On 5 and 6 July, in an attempt to finally reach an agreement, Mrs May will gather her cabinet at Chequers. Brexiteer ministers are already briefing that they may resign, or seek to bring down the Prime Minister. But any new Conservative leader would be forced to confront the same political and economic realities. A “no-deal Brexit”, as advocated by some, would be the greatest act of national self-harm in postwar history. When right-wing Brexiteers rebuff the complaints of business leaders and lobbyists, they elide the human cost: lost jobs and the destroyed livelihoods of workers.

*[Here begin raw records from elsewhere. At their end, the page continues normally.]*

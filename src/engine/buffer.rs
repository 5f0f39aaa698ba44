//! Audio Buffer Management
//!
//! Provides the in-memory audio type every layer and the final mix live in.
//! Buffers keep the sample rate of whatever produced them (usually the
//! speech engine); layers are conformed to the mix when overlaid.

use crate::error::{Result, SublayerError};

// ============================================================================
// Constants
// ============================================================================

/// Sample rate used when nothing else dictates one (LJSpeech voices run at 22.05kHz)
pub const DEFAULT_SAMPLE_RATE: u32 = 22050;

// ============================================================================
// Helper Functions
// ============================================================================

/// Convert decibels to linear amplitude
///
/// # Arguments
/// * `db` - Value in decibels
///
/// # Returns
/// Linear amplitude (0.0 to 1.0+ range)
#[inline]
pub fn db_to_linear(db: f32) -> f32 {
    10.0_f32.powf(db / 20.0)
}

/// Convert linear amplitude to decibels
///
/// Returns -f32::INFINITY for zero input.
#[inline]
pub fn linear_to_db(linear: f32) -> f32 {
    if linear <= 0.0 {
        f32::NEG_INFINITY
    } else {
        20.0 * linear.log10()
    }
}

/// Calculate the RMS level of an audio buffer in dB
///
/// Returns -f32::INFINITY for empty or silent buffers.
pub fn calculate_rms(buffer: &AudioBuffer) -> f32 {
    let total_samples = buffer.num_channels() * buffer.len();
    if total_samples == 0 {
        return f32::NEG_INFINITY;
    }

    let sum_squares: f64 = buffer
        .samples
        .iter()
        .flat_map(|channel| channel.iter())
        .map(|&s| (s as f64) * (s as f64))
        .sum();

    let rms = (sum_squares / total_samples as f64).sqrt() as f32;
    linear_to_db(rms)
}

/// Absolute peak sample value across all channels
pub fn calculate_peak(buffer: &AudioBuffer) -> f32 {
    buffer
        .samples
        .iter()
        .flat_map(|channel| channel.iter())
        .fold(0.0_f32, |peak, &s| peak.max(s.abs()))
}

// ============================================================================
// Channel Layout
// ============================================================================

/// Audio channel configuration
#[derive(Debug, Clone, Copy, PartialEq, Eq, Hash, Default)]
pub enum ChannelLayout {
    /// Single channel (mono)
    #[default]
    Mono,
    /// Two channels (stereo: left, right)
    Stereo,
}

impl ChannelLayout {
    /// Returns the number of channels for this layout
    pub fn num_channels(&self) -> usize {
        match self {
            ChannelLayout::Mono => 1,
            ChannelLayout::Stereo => 2,
        }
    }

    /// Create a ChannelLayout from a channel count
    pub fn from_count(count: usize) -> Option<Self> {
        match count {
            1 => Some(ChannelLayout::Mono),
            2 => Some(ChannelLayout::Stereo),
            _ => None,
        }
    }
}

// ============================================================================
// Audio Buffer
// ============================================================================

/// Core audio buffer type
///
/// Stores audio as non-interleaved 32-bit floating point samples.
/// Each channel is a separate `Vec<f32>`; all channels have the same length.
///
/// # Example
/// ```
/// use sublayer::engine::buffer::{AudioBuffer, ChannelLayout};
///
/// // One second of stereo silence at 22.05kHz
/// let buffer = AudioBuffer::new(22050, ChannelLayout::Stereo, 22050);
/// assert_eq!(buffer.channels(), 2);
/// assert_eq!(buffer.len(), 22050);
/// ```
#[derive(Debug, Clone, PartialEq)]
pub struct AudioBuffer {
    /// Sample data: outer Vec is channels, inner Vec is samples
    pub samples: Vec<Vec<f32>>,
    /// Sample rate in Hz
    pub sample_rate: u32,
}

impl AudioBuffer {
    /// Create a new zeroed buffer with the given length, layout and sample rate
    pub fn new(num_samples: usize, layout: ChannelLayout, sample_rate: u32) -> Self {
        let num_channels = layout.num_channels();
        Self {
            samples: vec![vec![0.0_f32; num_samples]; num_channels],
            sample_rate,
        }
    }

    /// Build a buffer from per-channel sample vectors
    ///
    /// Fails if there are no channels, more than two, or the channels differ in length.
    pub fn from_channels(samples: Vec<Vec<f32>>, sample_rate: u32) -> Result<Self> {
        if ChannelLayout::from_count(samples.len()).is_none() {
            return Err(SublayerError::UnsupportedFormat {
                format: format!("{}-channel audio (only mono/stereo supported)", samples.len()),
            });
        }
        let len = samples[0].len();
        if samples.iter().any(|ch| ch.len() != len) {
            return Err(SublayerError::InvalidAudio {
                reason: "channels have different lengths".to_string(),
                source: None,
            });
        }
        Ok(Self {
            samples,
            sample_rate,
        })
    }

    /// Create an audio buffer from interleaved sample data
    ///
    /// # Arguments
    /// * `interleaved` - Interleaved sample data (L, R, L, R, ... for stereo)
    /// * `layout` - Channel configuration
    /// * `sample_rate` - Sample rate in Hz
    ///
    /// # Returns
    /// Result containing the AudioBuffer, or error if data length doesn't match layout
    pub fn from_interleaved(
        interleaved: &[f32],
        layout: ChannelLayout,
        sample_rate: u32,
    ) -> Result<Self> {
        let num_channels = layout.num_channels();

        if interleaved.len() % num_channels != 0 {
            return Err(SublayerError::InvalidAudio {
                reason: format!(
                    "Interleaved data length {} is not divisible by channel count {}",
                    interleaved.len(),
                    num_channels
                ),
                source: None,
            });
        }

        let num_samples = interleaved.len() / num_channels;
        let mut samples = vec![Vec::with_capacity(num_samples); num_channels];

        for frame in interleaved.chunks_exact(num_channels) {
            for (ch, &sample) in frame.iter().enumerate() {
                samples[ch].push(sample);
            }
        }

        Ok(Self {
            samples,
            sample_rate,
        })
    }

    /// Convert the buffer to interleaved format (L, R, L, R, ... for stereo)
    pub fn to_interleaved(&self) -> Vec<f32> {
        let num_channels = self.channels();
        let num_samples = self.len();

        let mut interleaved = Vec::with_capacity(num_channels * num_samples);
        for sample_idx in 0..num_samples {
            for channel in &self.samples {
                interleaved.push(channel[sample_idx]);
            }
        }

        interleaved
    }

    /// Get the number of channels
    #[inline]
    pub fn channels(&self) -> usize {
        self.samples.len()
    }

    /// Alias for channels()
    #[inline]
    pub fn num_channels(&self) -> usize {
        self.channels()
    }

    /// Get the number of samples per channel
    #[inline]
    pub fn len(&self) -> usize {
        self.samples.first().map(|ch| ch.len()).unwrap_or(0)
    }

    /// Check if the buffer is empty (no samples)
    #[inline]
    pub fn is_empty(&self) -> bool {
        self.len() == 0
    }

    /// Get the duration in seconds
    #[inline]
    pub fn duration_secs(&self) -> f64 {
        if self.sample_rate == 0 {
            return 0.0;
        }
        self.len() as f64 / self.sample_rate as f64
    }

    /// Channel layout, or None for an unsupported channel count
    pub fn channel_layout(&self) -> Option<ChannelLayout> {
        ChannelLayout::from_count(self.channels())
    }

    /// Number of frames covering `ms` milliseconds at this buffer's rate
    #[inline]
    pub fn frames_for_ms(&self, ms: u32) -> usize {
        (ms as u64 * self.sample_rate as u64 / 1000) as usize
    }

    /// Get a read-only slice of one channel
    ///
    /// # Panics
    /// Panics if `index` is out of range.
    pub fn channel(&self, index: usize) -> &[f32] {
        &self.samples[index]
    }

    /// Get a mutable slice of one channel
    ///
    /// # Panics
    /// Panics if `index` is out of range.
    pub fn channel_mut(&mut self, index: usize) -> &mut [f32] {
        &mut self.samples[index]
    }

    /// Copy frames `start..end` (clamped to the buffer) into a new buffer
    pub fn slice(&self, start: usize, end: usize) -> AudioBuffer {
        let end = end.min(self.len());
        let start = start.min(end);
        AudioBuffer {
            samples: self
                .samples
                .iter()
                .map(|ch| ch[start..end].to_vec())
                .collect(),
            sample_rate: self.sample_rate,
        }
    }

    /// Append another buffer's frames; both must share channel count
    pub fn extend_from(&mut self, other: &AudioBuffer) -> Result<()> {
        if other.channels() != self.channels() {
            return Err(SublayerError::Processing {
                reason: format!(
                    "cannot append {}-channel audio to {}-channel audio",
                    other.channels(),
                    self.channels()
                ),
            });
        }
        for (dst, src) in self.samples.iter_mut().zip(&other.samples) {
            dst.extend_from_slice(src);
        }
        Ok(())
    }

    /// Check if all samples are finite (not NaN or Infinity)
    pub fn is_finite(&self) -> bool {
        self.samples
            .iter()
            .flat_map(|ch| ch.iter())
            .all(|s| s.is_finite())
    }

    /// Apply gain to all samples
    pub fn apply_gain(&mut self, gain_db: f32) {
        let gain_linear = db_to_linear(gain_db);
        for channel in &mut self.samples {
            for sample in channel.iter_mut() {
                *sample *= gain_linear;
            }
        }
    }
}

// ============================================================================
// Tests
// ============================================================================

#[cfg(test)]
mod tests {
    use super::*;

    fn create_test_buffer(samples: Vec<Vec<f32>>) -> AudioBuffer {
        AudioBuffer {
            samples,
            sample_rate: 1000,
        }
    }

    #[test]
    fn test_db_to_linear() {
        assert!((db_to_linear(0.0) - 1.0).abs() < 1e-6);
        assert!((db_to_linear(-6.0206) - 0.5).abs() < 1e-4);
        assert!((db_to_linear(-20.0) - 0.1).abs() < 1e-6);
        assert!(db_to_linear(-120.0) < 1e-5);
    }

    #[test]
    fn test_linear_to_db() {
        assert!((linear_to_db(1.0) - 0.0).abs() < 1e-6);
        assert!((linear_to_db(0.1) - (-20.0)).abs() < 1e-4);
        assert!(linear_to_db(0.0).is_infinite() && linear_to_db(0.0).is_sign_negative());
    }

    #[test]
    fn test_calculate_rms_and_peak() {
        let silent = create_test_buffer(vec![vec![0.0; 100]]);
        assert!(calculate_rms(&silent).is_infinite());
        assert_eq!(calculate_peak(&silent), 0.0);

        let dc = create_test_buffer(vec![vec![0.5; 100], vec![-1.0; 100]]);
        assert_eq!(calculate_peak(&dc), 1.0);
    }

    #[test]
    fn test_from_interleaved_stereo() {
        let data = [1.0, 5.0, 2.0, 6.0, 3.0, 7.0];
        let buffer = AudioBuffer::from_interleaved(&data, ChannelLayout::Stereo, 1000).unwrap();
        assert_eq!(buffer.channel(0), &[1.0, 2.0, 3.0]);
        assert_eq!(buffer.channel(1), &[5.0, 6.0, 7.0]);
        assert_eq!(buffer.to_interleaved(), data.to_vec());
    }

    #[test]
    fn test_from_interleaved_rejects_ragged_data() {
        let result = AudioBuffer::from_interleaved(&[1.0, 2.0, 3.0], ChannelLayout::Stereo, 1000);
        assert!(result.is_err());
    }

    #[test]
    fn test_from_channels_validates_shape() {
        assert!(AudioBuffer::from_channels(vec![], 1000).is_err());
        assert!(AudioBuffer::from_channels(vec![vec![0.0; 3], vec![0.0; 2]], 1000).is_err());
        assert!(AudioBuffer::from_channels(vec![vec![0.0; 3]; 3], 1000).is_err());
        let ok = AudioBuffer::from_channels(vec![vec![0.0; 3]; 2], 1000).unwrap();
        assert_eq!(ok.channel_layout(), Some(ChannelLayout::Stereo));
    }

    #[test]
    fn test_duration_and_frames_for_ms() {
        let buffer = AudioBuffer::new(22050, ChannelLayout::Mono, 22050);
        assert!((buffer.duration_secs() - 1.0).abs() < 1e-9);
        assert_eq!(buffer.frames_for_ms(150), 3307);
        assert_eq!(buffer.frames_for_ms(1000), 22050);
    }

    #[test]
    fn test_slice_clamps_to_bounds() {
        let buffer = create_test_buffer(vec![vec![0.0, 1.0, 2.0, 3.0]]);
        assert_eq!(buffer.slice(1, 3).channel(0), &[1.0, 2.0]);
        assert_eq!(buffer.slice(2, 100).channel(0), &[2.0, 3.0]);
        assert!(buffer.slice(10, 20).is_empty());
    }

    #[test]
    fn test_extend_from() {
        let mut a = create_test_buffer(vec![vec![1.0]]);
        let b = create_test_buffer(vec![vec![2.0, 3.0]]);
        a.extend_from(&b).unwrap();
        assert_eq!(a.channel(0), &[1.0, 2.0, 3.0]);

        let stereo = create_test_buffer(vec![vec![0.0], vec![0.0]]);
        assert!(a.extend_from(&stereo).is_err());
    }

    #[test]
    fn test_apply_gain() {
        let mut buffer = create_test_buffer(vec![vec![0.5, -0.5]]);
        buffer.apply_gain(-20.0);
        assert!((buffer.channel(0)[0] - 0.05).abs() < 1e-6);
        assert!((buffer.channel(0)[1] + 0.05).abs() < 1e-6);
    }

    #[test]
    fn test_is_finite() {
        let mut buffer = create_test_buffer(vec![vec![0.0, 0.5]]);
        assert!(buffer.is_finite());
        buffer.channel_mut(0)[1] = f32::NAN;
        assert!(!buffer.is_finite());
    }
}
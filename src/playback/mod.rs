//! Playback controller
//!
//! Plays the current mix on one background thread. The mix is exported to a
//! temporary WAV, the thread opens it on an `AudioOutput` and polls a
//! `CancellationToken` until playback ends or is stopped.
//!
//! State machine:
//! - Idle -> Playing on `play`
//! - Playing -> Stopped on `stop` (cancel + join)
//! - Playing -> Idle when a non-looping playback reaches the end
//! - Stopped -> Playing on `play`
//!
//! Only one playback runs at a time; `play` while playing is rejected.

mod output;

pub use output::{ActivePlayback, AudioOutput, RodioOutput};

use std::fmt;
use std::path::{Path, PathBuf};
use std::sync::atomic::{AtomicBool, Ordering};
use std::sync::{mpsc, Arc};
use std::thread::JoinHandle;
use std::time::Duration;

use tempfile::TempPath;

use crate::engine::{export_audio, AudioBuffer, ExportFormat};
use crate::error::{Result, SublayerError};

/// How often the playback thread checks for cancellation and end of stream
pub const POLL_INTERVAL: Duration = Duration::from_millis(100);

/// Cooperative stop signal shared with the playback thread
#[derive(Debug, Clone, Default)]
pub struct CancellationToken {
    cancelled: Arc<AtomicBool>,
}

impl CancellationToken {
    pub fn new() -> Self {
        Self::default()
    }

    pub fn cancel(&self) {
        self.cancelled.store(true, Ordering::SeqCst);
    }

    pub fn is_cancelled(&self) -> bool {
        self.cancelled.load(Ordering::SeqCst)
    }
}

/// Playback controller states
#[derive(Debug, Clone, Copy, PartialEq, Eq, Default)]
pub enum PlaybackState {
    /// Nothing has played yet, or the last playback ran to its end
    #[default]
    Idle,
    /// The playback thread is running
    Playing,
    /// Playback was stopped by the user
    Stopped,
}

impl fmt::Display for PlaybackState {
    fn fmt(&self, f: &mut fmt::Formatter<'_>) -> fmt::Result {
        match self {
            PlaybackState::Idle => write!(f, "Idle"),
            PlaybackState::Playing => write!(f, "Playing"),
            PlaybackState::Stopped => write!(f, "Stopped"),
        }
    }
}

/// What the playback thread should open
enum PlaybackSource {
    /// Exported mix, deleted when the thread finishes
    Temp(TempPath),
    /// A file the user owns
    File(PathBuf),
}

impl PlaybackSource {
    fn path(&self) -> &Path {
        match self {
            PlaybackSource::Temp(path) => path,
            PlaybackSource::File(path) => path,
        }
    }
}

struct Session {
    token: CancellationToken,
    handle: JoinHandle<Result<()>>,
}

/// Owns the playback thread and its cancellation token
pub struct PlaybackController {
    output: Arc<dyn AudioOutput>,
    session: Option<Session>,
    state: PlaybackState,
}

impl Default for PlaybackController {
    fn default() -> Self {
        Self::new(Arc::new(RodioOutput))
    }
}

impl PlaybackController {
    pub fn new(output: Arc<dyn AudioOutput>) -> Self {
        Self {
            output,
            session: None,
            state: PlaybackState::Idle,
        }
    }

    /// Current state, noticing playbacks that finished on their own
    pub fn state(&mut self) -> PlaybackState {
        self.reap_finished();
        self.state
    }

    pub fn is_playing(&mut self) -> bool {
        self.state() == PlaybackState::Playing
    }

    /// Export `mix` to a temporary WAV and start playing it
    ///
    /// Returns once the output device has opened the file.
    ///
    /// # Errors
    /// * `AlreadyPlaying` - a playback is still running; nothing is started
    /// * `Playback` - the output device could not be opened
    pub fn play(&mut self, mix: &AudioBuffer, looping: bool) -> Result<()> {
        if self.is_playing() {
            tracing::warn!("play requested while already playing");
            return Err(SublayerError::AlreadyPlaying);
        }

        let temp_path = tempfile::Builder::new()
            .prefix("sublayer-play-")
            .suffix(".wav")
            .tempfile()?
            .into_temp_path();
        export_audio(mix, &temp_path, ExportFormat::default())?;

        self.spawn(PlaybackSource::Temp(temp_path), looping)
    }

    /// Play an existing WAV file
    pub fn play_file(&mut self, path: &Path, looping: bool) -> Result<()> {
        if self.is_playing() {
            return Err(SublayerError::AlreadyPlaying);
        }
        if !path.exists() {
            return Err(SublayerError::FileNotFound {
                path: path.display().to_string(),
            });
        }
        self.spawn(PlaybackSource::File(path.to_path_buf()), looping)
    }

    /// Signal the playback thread to stop and wait for it
    ///
    /// Returns `false` when nothing was playing.
    pub fn stop(&mut self) -> Result<bool> {
        self.reap_finished();
        let Some(session) = self.session.take() else {
            return Ok(false);
        };

        session.token.cancel();
        let result = join(session.handle);
        self.state = PlaybackState::Stopped;
        tracing::info!("playback stopped");
        result.map(|_| true)
    }

    /// Block until the current playback ends on its own
    pub fn wait(&mut self) -> Result<()> {
        if let Some(session) = self.session.take() {
            let result = join(session.handle);
            self.state = PlaybackState::Idle;
            return result;
        }
        Ok(())
    }

    fn spawn(&mut self, source: PlaybackSource, looping: bool) -> Result<()> {
        let token = CancellationToken::new();
        let thread_token = token.clone();
        let output = Arc::clone(&self.output);
        let (opened_tx, opened_rx) = mpsc::channel();

        let handle = std::thread::Builder::new()
            .name("sublayer-playback".to_string())
            .spawn(move || run_playback(&*output, source, looping, &thread_token, opened_tx))?;

        // The device is opened on the playback thread; wait for the outcome
        match opened_rx.recv() {
            Ok(Ok(())) => {}
            Ok(Err(e)) => {
                join(handle)?;
                tracing::error!(error = %e, "could not open audio output");
                return Err(e);
            }
            Err(_) => {
                join(handle)?;
                return Err(SublayerError::Playback {
                    reason: "playback thread exited before opening the output".to_string(),
                });
            }
        }

        tracing::info!(looping, "playback started");
        self.session = Some(Session { token, handle });
        self.state = PlaybackState::Playing;
        Ok(())
    }

    fn reap_finished(&mut self) {
        let finished = self
            .session
            .as_ref()
            .is_some_and(|session| session.handle.is_finished());
        if !finished {
            return;
        }
        if let Some(session) = self.session.take() {
            if let Err(e) = join(session.handle) {
                tracing::error!(error = %e, "playback ended with an error");
            }
            self.state = PlaybackState::Idle;
        }
    }
}

impl Drop for PlaybackController {
    fn drop(&mut self) {
        if let Err(e) = self.stop() {
            tracing::warn!(error = %e, "playback did not shut down cleanly");
        }
    }
}

fn join(handle: JoinHandle<Result<()>>) -> Result<()> {
    handle.join().map_err(|_| SublayerError::Playback {
        reason: "playback thread panicked".to_string(),
    })?
}

/// Body of the playback thread
fn run_playback(
    output: &dyn AudioOutput,
    source: PlaybackSource,
    looping: bool,
    token: &CancellationToken,
    opened: mpsc::Sender<Result<()>>,
) -> Result<()> {
    let mut playback = match output.open(source.path(), looping) {
        Ok(playback) => {
            // The receiver only goes away if the controller is gone
            let _ = opened.send(Ok(()));
            playback
        }
        Err(e) => {
            let _ = opened.send(Err(e));
            return Ok(());
        }
    };

    loop {
        if token.is_cancelled() {
            playback.stop();
            break;
        }
        if playback.is_finished() {
            break;
        }
        std::thread::sleep(POLL_INTERVAL);
    }

    // The temp file must outlive the output that reads it
    drop(playback);
    drop(source);
    Ok(())
}
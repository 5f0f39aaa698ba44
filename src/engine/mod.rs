//! Audio Engine Module
//!
//! Core audio types:
//! - Audio buffer management
//! - WAV file I/O and format conforming

pub mod buffer;
pub mod io;

pub use buffer::{AudioBuffer, ChannelLayout, DEFAULT_SAMPLE_RATE};
pub use io::{conform, export_audio, generate_test_tone, import_audio, ExportFormat};
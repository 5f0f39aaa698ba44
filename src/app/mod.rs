//! Application state
//!
//! Everything the window shows lives here, independent of the UI toolkit:
//! the manual layer rows, the automatic form, the last mix, progress and
//! the playback controller. Every user action is a method that returns a
//! `Notice` for the UI to show, or `None` when there is nothing to say.

use std::path::{Path, PathBuf};

use chrono::Local;

use crate::compose::{compose_automatic, compose_manual, parse_layer_count, LayerDraft};
use crate::config::AppConfig;
use crate::engine::{export_audio, AudioBuffer, ExportFormat};
use crate::error::{Result, SublayerError};
use crate::playback::{PlaybackController, PlaybackState};
use crate::speech::{build_synthesizer, SpeechSynthesizer};

/// Default "Number of Layers" field
pub const DEFAULT_LAYER_COUNT: &str = "1";

/// Which form is active
#[derive(Debug, Clone, Copy, PartialEq, Eq, Default)]
pub enum Mode {
    #[default]
    Manual,
    Automatic,
}

#[derive(Debug, Clone, Copy, PartialEq, Eq)]
pub enum NoticeLevel {
    Info,
    Warning,
    Error,
}

/// A message box the UI should show
#[derive(Debug, Clone, PartialEq, Eq)]
pub struct Notice {
    pub level: NoticeLevel,
    pub title: String,
    pub message: String,
}

impl Notice {
    pub fn info(title: impl Into<String>, message: impl Into<String>) -> Self {
        Self {
            level: NoticeLevel::Info,
            title: title.into(),
            message: message.into(),
        }
    }

    pub fn warning(message: impl Into<String>) -> Self {
        Self {
            level: NoticeLevel::Warning,
            title: "Warning".to_string(),
            message: message.into(),
        }
    }

    pub fn error(title: impl Into<String>, message: impl Into<String>) -> Self {
        Self {
            level: NoticeLevel::Error,
            title: title.into(),
            message: message.into(),
        }
    }

    /// Map an error to the dialog the user sees
    pub fn from_error(err: &SublayerError) -> Self {
        let mut message = format!("{}.", err);
        for hint in err.recovery_suggestions() {
            message.push_str("\n- ");
            message.push_str(hint);
        }

        if err.is_warning() {
            Self {
                level: NoticeLevel::Warning,
                title: "Warning".to_string(),
                message,
            }
        } else if err.is_validation() {
            Self::error("Invalid Input", message)
        } else {
            Self::error("Error", message)
        }
    }
}

/// State behind the generator window
pub struct AppState {
    pub mode: Mode,
    /// Manual rows, in display order
    pub layers: Vec<LayerDraft>,
    pub auto_text: String,
    pub auto_count: String,
    pub looping: bool,
    progress: f64,
    mix: Option<AudioBuffer>,
    playback: PlaybackController,
    synth: Box<dyn SpeechSynthesizer>,
    export_format: ExportFormat,
}

impl AppState {
    pub fn new(
        synth: Box<dyn SpeechSynthesizer>,
        playback: PlaybackController,
        export_format: ExportFormat,
    ) -> Self {
        Self {
            mode: Mode::Manual,
            layers: Vec::new(),
            auto_text: String::new(),
            auto_count: DEFAULT_LAYER_COUNT.to_string(),
            looping: false,
            progress: 0.0,
            mix: None,
            playback,
            synth,
            export_format,
        }
    }

    /// Build the synthesizer and export format from `config`
    pub fn from_config(config: &AppConfig) -> Result<Self> {
        let synth = build_synthesizer(&config.synth)?;
        Ok(Self::new(
            synth,
            PlaybackController::default(),
            config.export.format(),
        ))
    }

    pub fn synth_name(&self) -> &str {
        self.synth.name()
    }

    /// Progress of the last generation, 0.0..=100.0
    pub fn progress(&self) -> f64 {
        self.progress
    }

    pub fn mix(&self) -> Option<&AudioBuffer> {
        self.mix.as_ref()
    }

    pub fn playback_state(&mut self) -> PlaybackState {
        self.playback.state()
    }

    pub fn can_save(&self) -> bool {
        self.mix.is_some()
    }

    pub fn can_play(&self) -> bool {
        self.mix.is_some()
    }

    pub fn can_stop(&mut self) -> bool {
        self.playback.is_playing()
    }

    // ========================================================================
    // Manual form
    // ========================================================================

    pub fn add_layer(&mut self) {
        self.layers.push(LayerDraft::default());
    }

    /// Remove row `index`; later rows shift up and renumber
    pub fn remove_layer(&mut self, index: usize) {
        if index < self.layers.len() {
            self.layers.remove(index);
        }
    }

    /// Reset every row to empty text, gain "0", rate "1.0"
    pub fn clear_manual(&mut self) {
        for layer in &mut self.layers {
            layer.clear();
        }
    }

    /// Append a copy of every row, keeping order
    pub fn copy_manual_layers(&mut self) {
        let copies = self.layers.clone();
        self.layers.extend(copies);
    }

    // ========================================================================
    // Automatic form
    // ========================================================================

    pub fn clear_automatic(&mut self) {
        self.auto_text.clear();
        self.auto_count = DEFAULT_LAYER_COUNT.to_string();
    }

    // ========================================================================
    // Generation
    // ========================================================================

    /// "Generate": compose the manual rows
    pub fn generate_manual(&mut self) -> Notice {
        if self.layers.is_empty() {
            return Notice::warning("No layers to generate audio.");
        }

        self.progress = 0.0;
        let synth = self.synth.as_ref();
        let progress = &mut self.progress;
        let result = compose_manual(synth, &self.layers, &mut |p: f64| *progress = p);
        self.finish_generation(result)
    }

    /// "Generate Automatic Layers": compose the automatic stack
    pub fn generate_automatic(&mut self) -> Notice {
        let num_layers = match parse_layer_count(&self.auto_count) {
            Ok(n) => n,
            Err(e) => return Notice::from_error(&e),
        };

        self.progress = 0.0;
        let synth = self.synth.as_ref();
        let progress = &mut self.progress;
        let result = compose_automatic(synth, &self.auto_text, num_layers, &mut |p: f64| {
            *progress = p
        });
        self.finish_generation(result)
    }

    /// Generate for whichever mode is active
    pub fn generate(&mut self) -> Notice {
        match self.mode {
            Mode::Manual => self.generate_manual(),
            Mode::Automatic => self.generate_automatic(),
        }
    }

    fn finish_generation(&mut self, result: Result<AudioBuffer>) -> Notice {
        match result {
            Ok(mix) => {
                tracing::info!(secs = mix.duration_secs(), "mix ready");
                self.mix = Some(mix);
                Notice::info("Success", "Audio generated successfully.")
            }
            Err(e) => {
                tracing::error!(code = e.error_code(), error = %e, "generation failed");
                Notice::from_error(&e)
            }
        }
    }

    // ========================================================================
    // Export and playback
    // ========================================================================

    /// Suggested file name for the save dialog
    pub fn default_export_name() -> String {
        format!("affirmations-{}.wav", Local::now().format("%Y%m%d-%H%M%S"))
    }

    /// Export the mix to `path`, appending `.wav` when missing
    pub fn save_to(&self, path: &Path) -> Notice {
        let Some(mix) = self.mix.as_ref() else {
            return Notice::warning("No audio generated to save.");
        };

        let path = with_wav_extension(path);
        match export_audio(mix, &path, self.export_format) {
            Ok(()) => Notice::info("Success", format!("Audio saved to {}", path.display())),
            Err(e) => {
                tracing::error!(path = %path.display(), error = %e, "save failed");
                Notice::from_error(&e)
            }
        }
    }

    /// Start playing the mix, honouring the loop checkbox
    pub fn play(&mut self) -> Option<Notice> {
        let Some(mix) = self.mix.as_ref() else {
            return Some(Notice::from_error(&SublayerError::NothingToPlay));
        };

        match self.playback.play(mix, self.looping) {
            Ok(()) => None,
            Err(e) => Some(Notice::from_error(&e)),
        }
    }

    /// Stop playback; a no-op when nothing plays
    pub fn stop(&mut self) -> Option<Notice> {
        match self.playback.stop() {
            Ok(_) => None,
            Err(e) => Some(Notice::from_error(&e)),
        }
    }
}

fn with_wav_extension(path: &Path) -> PathBuf {
    let has_wav = path
        .extension()
        .is_some_and(|ext| ext.eq_ignore_ascii_case("wav"));
    if has_wav {
        path.to_path_buf()
    } else {
        let mut name = path.as_os_str().to_os_string();
        name.push(".wav");
        PathBuf::from(name)
    }
}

No more can the Conservatives grandstand as the party of “economic credibility”. They have promised a £20bn rise in NHS spending – funded by a non-existent “Brexit dividend”. And as companies have demanded certainty, they have provided a masterclass in confusion. Such is the degeneration of the “party of business” into the party of Brexit.
Dishonourable member
What is the point of a member of parliament, let alone a cabinet minister holding one of the greatest offices of state, who loses all credibility? To secure his election in Uxbridge and South Ruislip – the seat to which he carpetbagged after eight wasteful years as mayor of London – Boris Johnson promised objectors he would “lie down with you in front of those bulldozers” if a third runway were built at Heathrow.
His lying, it turns out, is of a different order. He won’t even do the honourable thing and resign the office to which he brings such continuous shame, unlike his dignified former colleague, and fellow Conservative parliamentary objector, Greg Hands. It reflects poorly on Theresa May, so afraid of this charlatan that she indulges his electoral deceit, just as she has his innumerable and outrageous breaches of collective responsibility. Indeed, Mrs May colluded with him by letting him make a pointless trip to Afghanistan and thereby miss the Heathrow vote in the Commons. Contemptibly, Mr Johnson tells constituents that nothing would be served by his resignation. Thus his vanity project to soil public life continues.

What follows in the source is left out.